Tuttavia, come vi dicevo, il fatto che altri sostengano che due più due fa tre, non ci obbliga a sostenere che due più due faccia cinque. Riconosciuta l’importanza dei fattori ereditari, biologici, etnici, razziali, nel determinare ciò che noi siamo, dobbiamo riconoscere che anche i fattori ambientali, la cultura, l’educazione hanno un ruolo la cui importanza non va disconosciuta. Potremmo dire anzi che in un certo senso chiedersi se sia più importante l’eredita biologica o l’ambiente nel determinare quello che siamo, non sia diverso dal chiedersi se per camminare sia più importante la gamba destra o la sinistra.
Qui ci possiamo rifare a una questione ormai annosa, quella del Q. I., del quoziente d’intelligenza e dei dibattiti che sono sorti intorno alla sua misurazione.
Che il quoziente d’intelligenza sia razzialmente determinato, è una cosa ormai assodata, anche se i democratici hanno fatto e continuano a fare di tutto per nascondere questo fatto. Vari studi compiuti soprattutto negli Stati Uniti dove esiste una popolazione razzialmente mista, hanno indicato a parità degli altri fattori, fatta 100 la media di Q. I. della popolazione bianca, una media di 105 per i ragazzi di origine mongolica (cinesi e giapponesi), e di 85 per gli afroamericani. Il discorso, naturalmente, è più complesso, perché gli americani bianchi sono al disotto del 100 previsto dalla scala Stanford-Binet per le popolazioni bianche, conseguono un 98, e per quanto riguarda le popolazioni mongoliche che continuano a vivere nelle aree natie, i punteggi non sono così brillanti e ad esempio i cinesi (un miliardo di persone, penso sia un campione significativo) ottengono mediamente un 102 che è esattamente uguale a quello che ottengono gli italiani nativi (siamo un popolo intelligente, quattro punti sopra la media yankee, perché vergognarsi a dirlo?).
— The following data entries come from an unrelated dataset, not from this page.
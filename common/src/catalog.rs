//! ダッシュボードの指標カタログ
//!
//! 各セクションに表示する指標と、その取得元:
//! - 構造化形式: シート名 + 列名
//! - ラベル形式: ラベルのキーワード（部分一致）またはスコア名（完全一致）

use serde::{Deserialize, Serialize};

pub const FINANCIALS_SHEET: &str = "Financials";
pub const FINANCIAL_ANALYSIS_SHEET: &str = "Financial Analysis";
pub const FORENSIC_ANALYSIS_SHEET: &str = "Forensic Analysis";

/// 構造化形式で必要なシート
pub const STRUCTURED_SHEETS: [&str; 3] = [
    FINANCIALS_SHEET,
    FINANCIAL_ANALYSIS_SHEET,
    FORENSIC_ANALYSIS_SHEET,
];

/// DuPont分析表の列（表示順）
pub const DUPONT_COLUMNS: [&str; 5] = [
    "Year",
    "Net Profit Margin",
    "Asset Turnover",
    "Equity Multiplier",
    "ROE",
];

/// グラフ種別
#[derive(Debug, Clone, Copy, PartialEq, Eq, Serialize, Deserialize)]
#[serde(rename_all = "camelCase")]
pub enum ChartKind {
    Line,
    Bar,
}

/// ダッシュボードのセクション
#[derive(Debug, Clone, Copy, PartialEq, Eq, Hash, Serialize, Deserialize)]
#[serde(rename_all = "camelCase")]
pub enum Section {
    Snapshot,
    Efficiency,
    Liquidity,
    Forensic,
}

impl Section {
    pub const ALL: [Section; 4] = [
        Section::Snapshot,
        Section::Efficiency,
        Section::Liquidity,
        Section::Forensic,
    ];

    pub fn title(&self) -> &'static str {
        match self {
            Section::Snapshot => "Company Snapshot",
            Section::Efficiency => "Efficiency Analysis",
            Section::Liquidity => "Liquidity Analysis",
            Section::Forensic => "Forensic Indicators",
        }
    }

    pub fn chart(&self) -> ChartKind {
        match self {
            Section::Forensic => ChartKind::Bar,
            _ => ChartKind::Line,
        }
    }

    /// 構造化形式での取得元シート
    pub fn structured_sheet(&self) -> &'static str {
        match self {
            Section::Snapshot => FINANCIALS_SHEET,
            Section::Efficiency | Section::Liquidity => FINANCIAL_ANALYSIS_SHEET,
            Section::Forensic => FORENSIC_ANALYSIS_SHEET,
        }
    }

    pub fn metrics(&self) -> &'static [MetricSpec] {
        match self {
            Section::Snapshot => SNAPSHOT_METRICS,
            Section::Efficiency => EFFICIENCY_METRICS,
            Section::Liquidity => LIQUIDITY_METRICS,
            Section::Forensic => FORENSIC_METRICS,
        }
    }
}

/// ラベル形式での行の探し方
#[derive(Debug, Clone, Copy, PartialEq, Eq)]
pub enum LabelMatch {
    /// キーワードを順に試し、最初に見つかった行（部分一致・大文字小文字無視）
    Keywords(&'static [&'static str]),
    /// 前後空白を除いた完全一致
    Exact(&'static str),
}

/// 指標定義
#[derive(Debug, Clone, Copy, PartialEq, Eq)]
pub struct MetricSpec {
    /// 表示名（系列名）
    pub name: &'static str,
    /// 構造化形式の列名
    pub column: &'static str,
    pub label: LabelMatch,
}

pub const REVENUE: MetricSpec = MetricSpec {
    name: "Revenue",
    column: "Revenue",
    label: LabelMatch::Keywords(&["revenue", "sales"]),
};
pub const PROFIT: MetricSpec = MetricSpec {
    name: "Profit",
    column: "Profit",
    label: LabelMatch::Keywords(&["net profit", "profit"]),
};
pub const CFO: MetricSpec = MetricSpec {
    name: "CFO",
    column: "CFO",
    label: LabelMatch::Keywords(&["cash flow from operat", "operating cash flow", "cfo"]),
};

pub const DSO: MetricSpec = MetricSpec {
    name: "DSO",
    column: "DSO",
    label: LabelMatch::Keywords(&["dso", "days sales outstanding"]),
};
pub const DPO: MetricSpec = MetricSpec {
    name: "DPO",
    column: "DPO",
    label: LabelMatch::Keywords(&["dpo", "days payable"]),
};
pub const DIO: MetricSpec = MetricSpec {
    name: "DIO",
    column: "DIO",
    label: LabelMatch::Keywords(&["dio", "days inventory"]),
};
pub const CCC: MetricSpec = MetricSpec {
    name: "CCC",
    column: "CCC",
    label: LabelMatch::Keywords(&["ccc", "cash conversion"]),
};

pub const WCR: MetricSpec = MetricSpec {
    name: "WCR",
    column: "WCR",
    label: LabelMatch::Keywords(&["wcr", "working capital"]),
};
pub const CASH_RATIO: MetricSpec = MetricSpec {
    name: "Cash Ratio",
    column: "Cash Ratio",
    label: LabelMatch::Keywords(&["cash ratio"]),
};

pub const NET_PROFIT_MARGIN: MetricSpec = MetricSpec {
    name: "Net Profit Margin",
    column: "Net Profit Margin",
    label: LabelMatch::Keywords(&["net profit margin", "npm"]),
};
pub const ASSET_TURNOVER: MetricSpec = MetricSpec {
    name: "Asset Turnover",
    column: "Asset Turnover",
    label: LabelMatch::Keywords(&["asset turnover"]),
};
pub const EQUITY_MULTIPLIER: MetricSpec = MetricSpec {
    name: "Equity Multiplier",
    column: "Equity Multiplier",
    label: LabelMatch::Keywords(&["equity multiplier"]),
};
pub const ROE: MetricSpec = MetricSpec {
    name: "ROE",
    column: "ROE",
    label: LabelMatch::Keywords(&["roe", "return on equity"]),
};

pub const M_SCORE: MetricSpec = MetricSpec {
    name: "M_Score",
    column: "M_Score",
    label: LabelMatch::Exact("M Score"),
};
pub const F_SCORE: MetricSpec = MetricSpec {
    name: "F_Score",
    column: "F_Score",
    label: LabelMatch::Exact("F Score"),
};
pub const Z_SCORE: MetricSpec = MetricSpec {
    name: "Z_Score",
    column: "Z_Score",
    label: LabelMatch::Exact("Z Score"),
};
pub const ACCRUALS: MetricSpec = MetricSpec {
    name: "Accruals",
    column: "Accruals",
    label: LabelMatch::Keywords(&["accrual"]),
};

pub const SNAPSHOT_METRICS: &[MetricSpec] = &[REVENUE, PROFIT, CFO];
pub const EFFICIENCY_METRICS: &[MetricSpec] = &[DSO, DPO, DIO, CCC];
pub const LIQUIDITY_METRICS: &[MetricSpec] = &[WCR, CASH_RATIO];
pub const FORENSIC_METRICS: &[MetricSpec] = &[M_SCORE, F_SCORE, Z_SCORE, ACCRUALS];

/// DuPont分析の構成指標（Year 列を除く）
pub const DUPONT_METRICS: &[MetricSpec] = &[NET_PROFIT_MARGIN, ASSET_TURNOVER, EQUITY_MULTIPLIER, ROE];

#[cfg(test)]
mod tests {
    use super::*;

    #[test]
    fn test_sections_cover_all_metrics() {
        let total: usize = Section::ALL.iter().map(|s| s.metrics().len()).sum();
        assert_eq!(total, 13);
    }

    #[test]
    fn test_dupont_columns_match_metrics() {
        let names: Vec<&str> = DUPONT_METRICS.iter().map(|m| m.column).collect();
        assert_eq!(&DUPONT_COLUMNS[1..], names.as_slice());
    }

    #[test]
    fn test_scores_use_exact_labels() {
        for spec in [M_SCORE, F_SCORE, Z_SCORE] {
            assert!(matches!(spec.label, LabelMatch::Exact(_)), "{}", spec.name);
        }
    }

    #[test]
    fn test_forensic_section_is_bar_chart() {
        assert_eq!(Section::Forensic.chart(), ChartKind::Bar);
        assert_eq!(Section::Snapshot.chart(), ChartKind::Line);
        assert_eq!(Section::Liquidity.structured_sheet(), FINANCIAL_ANALYSIS_SHEET);
    }
}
Notiamo per prima cosa che il fatto che gli asiatici ottengono prestazioni mediamente migliori dei caucasici, costituisce di per sé una buona risposta all’obiezione tante volte sollevata dai democratici, a cui pare che avere la pelle bianca faccia schifo, che i test di Q. I. non misurerebbero realmente l’intelligenza, ma gli standard culturali delle popolazioni occidentali.
Ma la vera sorpresa è arrivata studiando i Q. I. dell’Africa subsahariana, infatti gli aframericani sono sostanzialmente mulatti, e il nero puro scende a un drammatico 70, che è esattamente il limite tra normalità e ritardo mentale.
Lo psicologo Daniel Goleman, autore del libro Intelligenza emotiva ha studiato la differenza di Q. I, che esiste tra i ragazzi asiatici e caucasici (che è pur sempre un terzo di quella che separa questi ultimi dagli afroamericani), e ha scoperto che mentre lo svantaggio dei neri è drammaticamente evidente fin dall’ingresso nella scuola elementare, all’epoca quella fra europei e asiatici non esiste, si manifesta gradualmente con gli anni, per rimanere poi stabile una volta arrivati all’età adulta. Secondo Goleman, ciò non è dovuto tanto a fattori genetici quanto ambientali-educativi. Tradizionalmente, i genitori asiatici sono più severi, pretendono che i ragazzi eseguano fedelmente le consegne scolastiche, studino, facciano i compiti e ciò ha un effetto benefico non solo sull’apprendimento, ma proprio sullo sviluppo dell’intelligenza.
E’ chiaro cosa significa ciò. Per l’intelligenza si verifica esattamente quel che abbiamo visto riguardo all’altezza: la genetica dà un campo di possibilità, ma poi i fattori ambientali, in questo caso educativi, decidono se ci si posizionerà vicino al margine superiore o a quello inferiore del campo. Ciò, lo si capisce bene, costituisce una forte indicazione a favore di quello che possiamo chiamare lo stile educativo tradizionale, laddove lo stile “democratico”, lassista, permissivo, deresponsabilizzante, non solo impedisce di acquisire competenze essenziali, ma limita lo sviluppo intellettivo dei ragazzi.
NOTA: Nell’illustrazione, (da “Filo diritto”), monumento a Marx ed Engels al Lustgarden di Berlino, monumento a due razzisti.